Not trainspotter eccentrics either. Normal, rational people who aren’t given to displays of affection for inanimate vehicles. It is in part because trains are the most beautiful way to travel. All the romance and adventure of travel is caught up in the carriages careening away through unaccustomed fields.
I can’t drive and have no real inclination to learn; owning a car is extraneous when you live in London. Planes are a stressful means to an end. Walking’s wonderful but you don’t get far very quickly. Trains are an everyday occurrence that injects some spirit of enterprise into the mundane. Time for the mind to wander, time for space to work, time for frivolous flourishes of thought (and sillier luxuries of buffet). Trains are beloved for reminiscence and for planning.
Listen to the volume of breathtaking songs devoted to locomotives. Dylan, The Clash, Arctic Monkeys, Elvis, Bright Eyes, Johnny Cash, Guillemots and – yes – Ocean Colour Scene have all hit high points extolling the trials and tribulations of trains. Of course they make for a good metaphor, but there is real affection in music for what the whistling lumps of metal represent.
The rhythm of trains flows through a multitude of stories, from Harry Potter appearing fully formed in JK Rowling’s train-bound brain to the boxcar tales of Woody Guthrie to the travelling mishaps of every guy to ever pull up a pew and share a story in a pub.
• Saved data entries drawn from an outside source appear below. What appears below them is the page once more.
// streak-rs: Git Backup Streak Keeper
//
// SPDX-FileCopyrightText: 2026 Romeo Ahmed
// SPDX-License-Identifier: GPL-3.0-or-later

//! Configuration types for streak-rs.
//!
//! ```text
//! [backup]  sentinel_file, remote
//! [log]     rollover = modified | last-entry
//! ```

use serde::{Deserialize, Serialize};

/// Default name of the file written to keep a streak alive.
pub const DEFAULT_SENTINEL_FILE: &str = "github_streak_keeper.txt";

/// Commit and push behavior.
#[derive(Debug, Clone, PartialEq, Eq, Serialize, Deserialize)]
#[serde(default, deny_unknown_fields)]
pub struct BackupConfig {
    /// File created inside a clean repository to produce a commit.
    pub sentinel_file: String,
    /// Remote to push to. `None` runs a bare `git push` against the
    /// branch's configured upstream.
    #[serde(skip_serializing_if = "Option::is_none")]
    pub remote: Option<String>,
}

impl Default for BackupConfig {
    fn default() -> Self {
        Self {
            sentinel_file: DEFAULT_SENTINEL_FILE.to_string(),
            remote: None,
        }
    }
}

/// What decides that a project log belongs to a previous day.
#[derive(Debug, Clone, Copy, PartialEq, Eq, Default, Serialize, Deserialize)]
#[serde(rename_all = "kebab-case")]
pub enum RolloverKey {
    /// Last-modified date of the log file.
    #[default]
    Modified,
    /// Date of the newest stored entry.
    LastEntry,
}

impl std::fmt::Display for RolloverKey {
    fn fmt(&self, f: &mut std::fmt::Formatter<'_>) -> std::fmt::Result {
        match self {
            Self::Modified => write!(f, "modified"),
            Self::LastEntry => write!(f, "last-entry"),
        }
    }
}

/// Project log settings.
#[derive(Debug, Clone, Copy, Default, PartialEq, Eq, Serialize, Deserialize)]
#[serde(default, deny_unknown_fields)]
pub struct LogSettings {
    pub rollover: RolloverKey,
}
Advertisers, film-makers, raconteurs all know the sentiment invested in heading out of a station and onto a journey.
I can recall more about some memorable train journeys than the destinations they carried me to. Riding into London in a charity shop suit eager to ace my first interview. Feeling excited and awkward in First Class for the first time on the way up to Liverpool. Glueing my face to the window to see the Spanish landscape flicker past on the way to a festival. Crawling up in the wrong seat hungover on the way back. Playing cards and sipping six-packs in Sussex with new best friends. Saying goodbye for good to old girlfriends.
So yes, people care about trains because they get them from A to B. But it’s what they see on the way that makes trains more than just transportation.